* YOUR ASSIGNMENT: Say how many lines of the material include "SortDirection". Give the number without any other text.

=== Begin Enclosure ===

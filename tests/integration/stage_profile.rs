#![allow(missing_docs)]

//! Runs alone in its own binary: the stage counters are process-wide.

use aqlbridge::{
    query::{
        ast::{
            ContainmentNode, ContainsClause, FieldRef, OrderAttribute, ParsedQuery, SelectField,
            SortDirection, TopAttributes,
        },
        profile::profile_snapshot,
        QueryProcessor,
    },
    NodeId, SqliteStore,
};

fn systolic_query() -> ParsedQuery {
    ParsedQuery {
        select: vec![SelectField {
            alias: "systolic".into(),
            field: FieldRef::path("o", "/data/systolic"),
        }],
        contains: Some(ContainsClause {
            chain: vec![ContainmentNode {
                archetype_id: "openEHR-EHR-OBSERVATION.blood_pressure.v1".into(),
                variable: Some("o".into()),
            }],
        }),
        order_by: vec![OrderAttribute {
            alias: "systolic".into(),
            direction: SortDirection::Desc,
        }],
        top: Some(TopAttributes { window: Some(3) }),
        ..ParsedQuery::default()
    }
}

#[test]
fn counters_track_one_fragment_per_template_and_one_merge() {
    std::env::set_var("AQLBRIDGE_PROFILE", "1");
    let store = SqliteStore::open_in_memory().expect("open repository");
    store.seed_demo().expect("seed demo data");
    let processor = QueryProcessor::sqlite(store);
    profile_snapshot(true).expect("profiling enabled");

    let output = processor
        .execute(&systolic_query(), &NodeId::default())
        .expect("execute");
    assert_eq!(output.rows().map(<[_]>::len), Some(3));
    let snapshot = profile_snapshot(true).expect("profiling enabled");
    assert_eq!(snapshot.resolve_count, 1);
    // four compositions, two templates
    assert_eq!(snapshot.fragment_count, 2);
    assert_eq!(snapshot.merge_count, 1);
    assert_eq!(snapshot.fetch_count, 1);
    assert_eq!(snapshot.render_count, 0);

    processor
        .execute_with(&systolic_query(), &NodeId::default(), true)
        .expect("explain");
    let snapshot = profile_snapshot(true).expect("profiling enabled");
    assert_eq!(snapshot.fragment_count, 2);
    assert_eq!(snapshot.merge_count, 1);
    assert_eq!(snapshot.fetch_count, 0);
    assert_eq!(snapshot.render_count, 1);
}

=== End Enclosure ===

* OUTPUT BELOW: 2